Les données les plus récentes de Statistiques Canada (2005) font état d'une consommation annuelle de 42 000 milliards de litres d'eau douce, soit 3,5 fois le volume d'eau du lac Saint-Jean, et 14 % sont utilisés par le réseau public d'alimentation, pour les résidences, surtout, tandis que 86 % ont été prélevés directement de l'environnement par l'utilisateur final (les industries, surtout).

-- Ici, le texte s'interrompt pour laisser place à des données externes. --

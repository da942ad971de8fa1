// SPDX-License-Identifier: PMPL-1.0-or-later
// Copyright (c) 2026 Jonathan D.A. Jewell (hyperpolymath) <jonathan.jewell@open.ac.uk>
//
// Overlay annotator — draws a closed polygon, and optionally a text label, on
// a copy of an image.

use std::path::Path;

use ab_glyph::{FontArc, PxScale};
use flatscan_core::error::{Result, ScanError};
use flatscan_core::types::Point2D;
use image::{DynamicImage, Rgb, RgbImage};
use imageproc::drawing::{draw_line_segment_mut, draw_text_mut};
use tracing::{debug, instrument};

/// Vertical gap between the first vertex and the label baseline box.
const LABEL_OFFSET_PX: i32 = 10;

pub struct OverlayAnnotator {
    pub color: Rgb<u8>,
    pub thickness: u32,
    /// Label height in pixels.
    pub text_scale: f32,
    font: Option<FontArc>,
}

impl Default for OverlayAnnotator {
    fn default() -> Self {
        Self {
            color: Rgb([0, 255, 0]),
            thickness: 3,
            text_scale: 16.0,
            font: None,
        }
    }
}

impl OverlayAnnotator {
    /// Labels are only drawn once a font is supplied.
    pub fn with_font(mut self, font: FontArc) -> Self {
        self.font = Some(font);
        self
    }

    /// Read a TrueType/OpenType font from disk.
    pub fn load_font(path: impl AsRef<Path>) -> Result<FontArc> {
        let bytes = std::fs::read(path.as_ref())?;
        FontArc::try_from_vec(bytes).map_err(|err| {
            ScanError::InvalidInput(format!(
                "{} is not a usable font: {err}",
                path.as_ref().display()
            ))
        })
    }

    /// Draw `points` as a closed polygon (last vertex joins the first) on an
    /// RGB copy of `image`, with `label` anchored just above the first vertex.
    #[instrument(skip_all, fields(vertices = points.len(), labelled = label.is_some()))]
    pub fn annotate(
        &self,
        image: &DynamicImage,
        points: &[Point2D],
        label: Option<&str>,
    ) -> Result<DynamicImage> {
        if points.len() < 2 {
            return Err(ScanError::InvalidInput(format!(
                "a polygon needs at least 2 vertices, got {}",
                points.len()
            )));
        }

        let mut canvas = image.to_rgb8();
        draw_closed_polyline(&mut canvas, points, self.color, self.thickness);

        match (label.filter(|text| !text.is_empty()), &self.font) {
            (Some(text), Some(font)) => {
                let (x, y) = label_anchor(&canvas, points[0]);
                draw_text_mut(
                    &mut canvas,
                    self.color,
                    x,
                    y,
                    PxScale::from(self.text_scale),
                    font,
                    text,
                );
            }
            (Some(_), None) => debug!("No font loaded; label skipped"),
            _ => {}
        }

        Ok(DynamicImage::ImageRgb8(canvas))
    }
}

fn label_anchor(canvas: &RgbImage, first: Point2D) -> (i32, i32) {
    let max_x = canvas.width().saturating_sub(1) as i32;
    let max_y = canvas.height().saturating_sub(1) as i32;
    let x = (first.x.round() as i32).clamp(0, max_x);
    let y = (first.y.round() as i32 - LABEL_OFFSET_PX).clamp(0, max_y);
    (x, y)
}

/// Stroke each edge of the closed polygon with a square brush `thickness`
/// pixels wide.
pub(crate) fn draw_closed_polyline(
    canvas: &mut RgbImage,
    points: &[Point2D],
    color: Rgb<u8>,
    thickness: u32,
) {
    let t = thickness.max(1) as i32;
    let (lo, hi) = (-(t - 1) / 2, t / 2);
    let n = points.len();

    for i in 0..n {
        let (a, b) = (points[i], points[(i + 1) % n]);
        for ox in lo..=hi {
            for oy in lo..=hi {
                let (dx, dy) = (ox as f32, oy as f32);
                draw_line_segment_mut(
                    canvas,
                    (a.x as f32 + dx, a.y as f32 + dy),
                    (b.x as f32 + dx, b.y as f32 + dy),
                    color,
                );
            }
        }
    }
}
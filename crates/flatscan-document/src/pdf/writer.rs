// SPDX-License-Identifier: PMPL-1.0-or-later
// Copyright (c) 2026 Jonathan D.A. Jewell (hyperpolymath) <jonathan.jewell@open.ac.uk>
//
// Scan-to-PDF export using `printpdf` 0.8.
//
// printpdf 0.8 is data-oriented: each page is a `PdfPage` holding a `Vec<Op>`,
// and the finished document is serialised with `PdfDocument::save()`.

use std::path::Path;

use flatscan_core::PaperSize;
use flatscan_core::error::ScanError;
use image::DynamicImage;
use printpdf::{
    Mm, Op, PdfDocument, PdfPage, PdfSaveOptions, PdfWarnMsg, Pt, RawImage, RawImageData,
    RawImageFormat, XObjectTransform,
};
use tracing::{debug, info, instrument};

/// Nominal resolution used to size scans on the page.
const DEFAULT_DPI: f32 = 150.0;

/// Page margin on every side.
const MARGIN_MM: f32 = 15.0;

/// Places scanned pages onto paper-sized PDF pages, one image per page.
pub struct PdfWriter {
    paper_size: PaperSize,
    /// Title metadata embedded in the PDF /Info dictionary.
    title: Option<String>,
    dpi: f32,
}

impl PdfWriter {
    pub fn new(paper_size: PaperSize) -> Self {
        Self {
            paper_size,
            title: None,
            dpi: DEFAULT_DPI,
        }
    }

    pub fn set_title(&mut self, title: impl Into<String>) {
        self.title = Some(title.into());
    }

    fn page_dimensions(&self) -> (Mm, Mm) {
        let (w_mm, h_mm) = self.paper_size.dimensions_mm();
        (Mm(w_mm as f32), Mm(h_mm as f32))
    }

    /// Single-page PDF containing `image`, centred and shrunk to fit inside
    /// the margins (never upscaled).
    pub fn create_from_image(&self, image: &DynamicImage) -> Result<Vec<u8>, ScanError> {
        self.create_from_images(std::slice::from_ref(image))
    }

    /// One page per image, in order.
    #[instrument(skip_all, fields(pages = images.len(), paper = ?self.paper_size))]
    pub fn create_from_images(&self, images: &[DynamicImage]) -> Result<Vec<u8>, ScanError> {
        if images.is_empty() {
            return Err(ScanError::PdfError("no pages to export".into()));
        }
        let title = self.title.as_deref().unwrap_or("Flatscan Scan");
        let mut doc = PdfDocument::new(title);

        let mut pages = Vec::with_capacity(images.len());
        for image in images {
            if image.width() == 0 || image.height() == 0 {
                return Err(ScanError::PdfError("cannot place an empty image".into()));
            }
            let page = self.place_image(&mut doc, image);
            pages.push(page);
        }
        doc.with_pages(pages);

        let mut warnings: Vec<PdfWarnMsg> = Vec::new();
        let output = doc.save(&PdfSaveOptions::default(), &mut warnings);
        debug!(
            bytes = output.len(),
            warnings = warnings.len(),
            "PDF serialised"
        );
        info!(pages = images.len(), title, "Scan exported to PDF");
        Ok(output)
    }

    fn place_image(&self, doc: &mut PdfDocument, image: &DynamicImage) -> PdfPage {
        let (page_w, page_h) = self.page_dimensions();
        let (img_width, img_height) = (image.width() as usize, image.height() as usize);

        let raw = RawImage {
            pixels: RawImageData::U8(image.to_rgb8().into_raw()),
            width: img_width,
            height: img_height,
            data_format: RawImageFormat::RGB8,
            tag: Vec::new(),
        };
        let xobject_id = doc.add_image(&raw);

        let usable_w_pt = Mm(page_w.0 - 2.0 * MARGIN_MM).into_pt().0;
        let usable_h_pt = Mm(page_h.0 - 2.0 * MARGIN_MM).into_pt().0;

        let img_w_pt = img_width as f32 / self.dpi * 72.0;
        let img_h_pt = img_height as f32 / self.dpi * 72.0;
        let scale = (usable_w_pt / img_w_pt).min(usable_h_pt / img_h_pt).min(1.0);

        let rendered_w_pt = img_w_pt * scale;
        let rendered_h_pt = img_h_pt * scale;
        let margin_pt = Mm(MARGIN_MM).into_pt().0;
        let x_offset = margin_pt + (usable_w_pt - rendered_w_pt) / 2.0;
        let y_offset = margin_pt + (usable_h_pt - rendered_h_pt) / 2.0;

        debug!(rendered_w_pt, rendered_h_pt, scale, "Image placed on page");

        let ops = vec![Op::UseXobject {
            id: xobject_id,
            transform: XObjectTransform {
                translate_x: Some(Pt(x_offset)),
                translate_y: Some(Pt(y_offset)),
                scale_x: Some(scale),
                scale_y: Some(scale),
                dpi: Some(self.dpi),
                rotate: None,
            },
        }];
        PdfPage::new(page_w, page_h, ops)
    }

    /// Export `image` as a one-page PDF at `path`.
    pub fn write_image_to_file(
        &self,
        image: &DynamicImage,
        path: impl AsRef<Path>,
    ) -> Result<(), ScanError> {
        let bytes = self.create_from_image(image)?;
        std::fs::write(path.as_ref(), &bytes)?;
        info!("Wrote scan PDF to {}", path.as_ref().display());
        Ok(())
    }
}

impl Default for PdfWriter {
    fn default() -> Self {
        Self::new(PaperSize::A4)
    }
}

Critiques des gouvernements précédents et de l'opposition

Le gouvernement canadien n'est pas le premier à nuire à l'eau douce. « Les gouvernements précédents ont été négligents, mais lui [le gouvernement Harper], c'est intentionnel », affirme Maude Barlow. Quant aux partis d'opposition, « ils ont été très discrets sur ce dossier » leur reproche-t-elle.

« Les gouvernements successifs ont perpétué le mythe de l'abondance et ont permis de graves détériorations de nos lacs, de nos rivières et de nos eaux souterraines »

— Extrait du rapport de Maude Barlow

« Un pays qui a tant d'eau a une responsabilité particulièrement d'en prendre soin », conclut Maude Barlow. Avec la crise mondiale de l'eau douce, « il y a des gens d'ailleurs qui vont venir ici comme des réfugiés de l'eau », prévient-elle.

Un rapport de l'ONU met en garde contre une pénurie mondiale dans 15 ans

Un rapport de l'ONU publié dans les derniers jours met en garde contre une pénurie d'eau à l'échelle mondiale de l'ordre de 40 % d'ici 15 ans. Le rapport mentionne que les États feront face à une crise internationale s'ils ne changent pas profondément leur façon d'utiliser la ressource. Le niveau de plusieurs nappes phréatiques est déjà inquiétant et les sécheresses, en hausse, alors que dans le même temps, la population mondiale augmente.

Le document onusien prévoit que la demande planétaire en eau augmentera de 55 % d'ici 35 ans, tandis que les réserves, elles, diminueront. Dans de pareilles circonstances, les récoltes pourraient s'amoindrir, les écosystèmes risqueraient de se dérégler, certaines industries seraient en danger de s'effondrer, des maladies et le taux de pauvreté pourraient augmenter, et il est possible que les conflits concernant l'eau enregistrent une recrudescence.